O primeiro pedido de alteração extraordinária da LETEC para os automóveis Song Plus, Dolphin e Yuan foi protocolado em 23 de fevereiro [Nº Processo SEI Público: 19971.000141/2025-30]. O segundo pedido, para as picapes Shark e outra versão mais compacta e inédita, em 9 de março [Nº Processo SEI Público: 19971.000190/2025-72] justamente quando já deveria haver operação fabril nos prédios que, até onde a reportagem apurou, ainda nem estão prontos.
Executivos, especialistas e consultores ligados diretamente à cadeia automotiva consultados, que concordaram falar sobre este tema sob a condição de anonimato, disseram que essas manobras da BYD prejudicam o desenvolvimento da indústria nacional porque podem causar distorções nas regras comum a todos.

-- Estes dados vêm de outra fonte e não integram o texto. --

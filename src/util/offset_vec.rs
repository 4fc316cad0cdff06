use std::fmt::{Debug, Error, Formatter};
use std::iter::{DoubleEndedIterator, Enumerate, Extend, FromIterator};
use std::ops::Sub;
use std::slice::Iter;
use std::vec::IntoIter as VecIntoIter;

/// Elements that take up a logical width (eg. inside an [`OffsetVec`])
pub trait Width {
    fn width(&self) -> usize;
}

/// Vector of variable-width elements, addressed by the running sum of the widths of the
/// preceding elements instead of by element count.
///
/// Class files are full of sequences indexed this way, which is why this type shows up all
/// over the crate:
///
///   - operand stacks (`long` and `double` occupy two slots, everything else one)
///   - encoded instructions inside a basic block (each opcode has its own byte size)
///   - the constant pool (8-byte constants burn two pool entries and indexing starts at 1)
///
#[derive(Clone)]
pub struct OffsetVec<T: Sized> {
    /// Entries, each paired with the offset at which it starts
    entries: Vec<(Offset, T)>,

    /// Offset at which the next element would start
    offset_len: Offset,

    /// Offset of the first element (0 everywhere except the constant pool, which starts at 1)
    initial_offset: Offset,
}

/// Offset into an [`OffsetVec`]
#[derive(Copy, Clone, Eq, PartialEq, Ord, PartialOrd, Hash, Debug)]
pub struct Offset(pub usize);

impl Sub for Offset {
    type Output = isize;

    fn sub(self, other: Offset) -> isize {
        (self.0 as isize) - (other.0 as isize)
    }
}

impl<T: Sized + Width> OffsetVec<T> {
    /// New empty offset vector
    pub fn new() -> OffsetVec<T> {
        OffsetVec {
            entries: vec![],
            offset_len: Offset(0),
            initial_offset: Offset(0),
        }
    }

    /// New empty offset vector whose first element starts at a non-zero offset
    pub fn new_starting_at(initial_offset: Offset) -> OffsetVec<T> {
        OffsetVec {
            entries: vec![],
            offset_len: initial_offset,
            initial_offset,
        }
    }

    /// Number of entries (not the summed width)
    pub fn len(&self) -> usize {
        self.entries.len()
    }

    /// Is the vector empty?
    pub fn is_empty(&self) -> bool {
        self.entries.is_empty()
    }

    /// Offset at which the next element would start (aka. the summed width so far)
    pub fn offset_len(&self) -> Offset {
        self.offset_len
    }

    /// Add an entry to the back and return the offset at which it was placed
    pub fn push(&mut self, slot: T) -> Offset {
        let offset = self.offset_len;
        self.offset_len.0 += slot.width();
        self.entries.push((offset, slot));

        offset
    }

    /// Remove the last entry, rolling the length offset back to where that entry started
    pub fn pop(&mut self) -> Option<(Offset, usize, T)> {
        self.entries.pop().map(|(off, elem)| {
            self.offset_len = off;
            (off, self.entries.len(), elem)
        })
    }

    /// Peek at the last entry
    pub fn last(&self) -> Option<(Offset, usize, &T)> {
        self.entries
            .last()
            .map(|(off, elem)| (*off, self.entries.len() - 1, elem))
    }

    /// Empty the vector
    pub fn clear(&mut self) {
        self.entries.clear();
        self.offset_len = self.initial_offset;
    }

    /// Get an entry (and its starting offset) by its position in the vector
    pub fn get_index(&self, index: usize) -> Option<(Offset, &T)> {
        self.entries.get(index).map(|(offset, t)| (*offset, t))
    }

    pub fn iter(&self) -> OffsetVecIter<'_, T> {
        self.into_iter()
    }
}

impl<A: PartialEq> PartialEq for OffsetVec<A> {
    fn eq(&self, other: &Self) -> bool {
        self.entries == other.entries
    }
}

impl<A: Eq> Eq for OffsetVec<A> {}

impl<A: Width> Default for OffsetVec<A> {
    fn default() -> Self {
        OffsetVec::new()
    }
}

/// Iterator for owned `OffsetVec`
pub struct OffsetVecIntoIter<T>(Enumerate<VecIntoIter<(Offset, T)>>);

impl<T> Iterator for OffsetVecIntoIter<T> {
    type Item = (Offset, usize, T);

    fn next(&mut self) -> Option<Self::Item> {
        self.0.next().map(|(idx, (off, elem))| (off, idx, elem))
    }
}

impl<T> DoubleEndedIterator for OffsetVecIntoIter<T> {
    fn next_back(&mut self) -> Option<Self::Item> {
        self.0
            .next_back()
            .map(|(idx, (off, elem))| (off, idx, elem))
    }
}

impl<T> IntoIterator for OffsetVec<T> {
    type Item = (Offset, usize, T);
    type IntoIter = OffsetVecIntoIter<T>;

    fn into_iter(self) -> OffsetVecIntoIter<T> {
        OffsetVecIntoIter(self.entries.into_iter().enumerate())
    }
}

/// Iterator for borrowed `OffsetVec`
pub struct OffsetVecIter<'a, T>(Enumerate<Iter<'a, (Offset, T)>>);

impl<'a, T> Iterator for OffsetVecIter<'a, T> {
    type Item = (Offset, usize, &'a T);

    fn next(&mut self) -> Option<Self::Item> {
        self.0.next().map(|(idx, (off, elem))| (*off, idx, elem))
    }
}

impl<'a, T> DoubleEndedIterator for OffsetVecIter<'a, T> {
    fn next_back(&mut self) -> Option<Self::Item> {
        self.0
            .next_back()
            .map(|(idx, (off, elem))| (*off, idx, elem))
    }
}

impl<'a, T> IntoIterator for &'a OffsetVec<T> {
    type Item = (Offset, usize, &'a T);
    type IntoIter = OffsetVecIter<'a, T>;

    fn into_iter(self) -> OffsetVecIter<'a, T> {
        OffsetVecIter(self.entries.iter().enumerate())
    }
}

impl<T: Width> FromIterator<T> for OffsetVec<T> {
    fn from_iter<A: IntoIterator<Item = T>>(elems: A) -> Self {
        let mut offset_vec = OffsetVec::new();
        for elem in elems {
            offset_vec.push(elem);
        }
        offset_vec
    }
}

impl<T: Width> Extend<T> for OffsetVec<T> {
    fn extend<U: IntoIterator<Item = T>>(&mut self, iter: U) {
        for elem in iter {
            self.push(elem);
        }
    }
}

impl<T: Debug> Debug for OffsetVec<T> {
    fn fmt(&self, f: &mut Formatter<'_>) -> Result<(), Error> {
        let mut list = f.debug_list();
        for (off, elem) in &self.entries {
            list.entry(&format_args!("#{} = {:?}", off.0, elem));
        }
        list.finish()
    }
}

#[cfg(test)]
mod test {
    use super::*;

    #[derive(Copy, Clone, Eq, PartialEq, Debug)]
    enum Entry {
        Narrow(u8),
        Wide(u8),
    }

    impl Width for Entry {
        fn width(&self) -> usize {
            match self {
                Entry::Narrow(_) => 1,
                Entry::Wide(_) => 2,
            }
        }
    }

    #[test]
    fn offsets_accumulate_widths() {
        let entries: OffsetVec<Entry> = vec![
            Entry::Narrow(1),
            Entry::Wide(2),
            Entry::Narrow(3),
            Entry::Wide(4),
        ]
        .into_iter()
        .collect();

        assert_eq!(entries.len(), 4);
        assert_eq!(entries.offset_len(), Offset(6));
        assert_eq!(
            entries.into_iter().collect::<Vec<_>>(),
            vec![
                (Offset(0), 0, Entry::Narrow(1)),
                (Offset(1), 1, Entry::Wide(2)),
                (Offset(3), 2, Entry::Narrow(3)),
                (Offset(4), 3, Entry::Wide(4)),
            ]
        );
    }

    #[test]
    fn pop_rolls_back_offset() {
        let mut entries: OffsetVec<Entry> = OffsetVec::new();
        entries.push(Entry::Narrow(1));
        let wide_at = entries.push(Entry::Wide(2));

        assert_eq!(wide_at, Offset(1));
        assert_eq!(entries.offset_len(), Offset(3));
        assert_eq!(entries.pop(), Some((Offset(1), 1, Entry::Wide(2))));
        assert_eq!(entries.offset_len(), Offset(1));
        assert_eq!(entries.last(), Some((Offset(0), 0, &Entry::Narrow(1))));
    }

    #[test]
    fn initial_offset_is_respected() {
        let mut entries: OffsetVec<Entry> = OffsetVec::new_starting_at(Offset(1));
        assert_eq!(entries.push(Entry::Wide(9)), Offset(1));
        assert_eq!(entries.push(Entry::Narrow(8)), Offset(3));

        entries.clear();
        assert_eq!(entries.offset_len(), Offset(1));
        assert!(entries.is_empty());
    }
}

Nenhum desses interlocutores está surpreso ou critica a forma como a BYD tem se relacionado com os representantes do governo federal, cuja função é receber e encaminhar as demandas não só da fabricante chinesa mas de todas as outras empresas. O perigo é se esse lobby está ou não transcendendo as vias normais desse jogo de empresários e os poderes em nível municipal, estadual e federal.
Pedro Kutney, editor da revista AutoData, entrou em contato com a comunicação do governo da Bahia, questionando se o Estado tem acompanhado os recorrentes atrasos no cronograma e se a BYD estaria cumprindo tudo o que acordou para a sua instalação lá. Em nota, esta foi a resposta obtida:
“O governo do Estado acompanha a atuação da BYD na unidade de Camaçari, por meio da Secretaria da Desenvolvimento Econômico, que segue realizando visitas semanais à planta para realizar vistorias técnicas. O governo do Estado trabalha de forma integrada com as instituições federais, órgãos de fiscalização, sindicatos e representantes do setor produtivo, para garantir que o desenvolvimento econômico ocorra em harmonia com a valorização dos trabalhadores”.
Consultada, a assessoria de comunicação da BYD disse que estava buscando junto aos seus executivos respostas às questões enviadas por AutoData referentes aos seus pleitos sobre o Ex-tarifário abordados nesta reportagem. Mas até o prazo final para esta publicação as respostas não chegaram. Assim que obtivermos esse material atualizaremos a reportagem com a posição oficial da empresa.
Portanto, o que se tem na mesa, neste momento, são demandas que poderão, de fato, oferecer uma vantagem competitiva a apenas uma nova fabricante nacional em detrimento de investimentos que já estão em curso e outros que podem vir a ser anunciados muito em breve.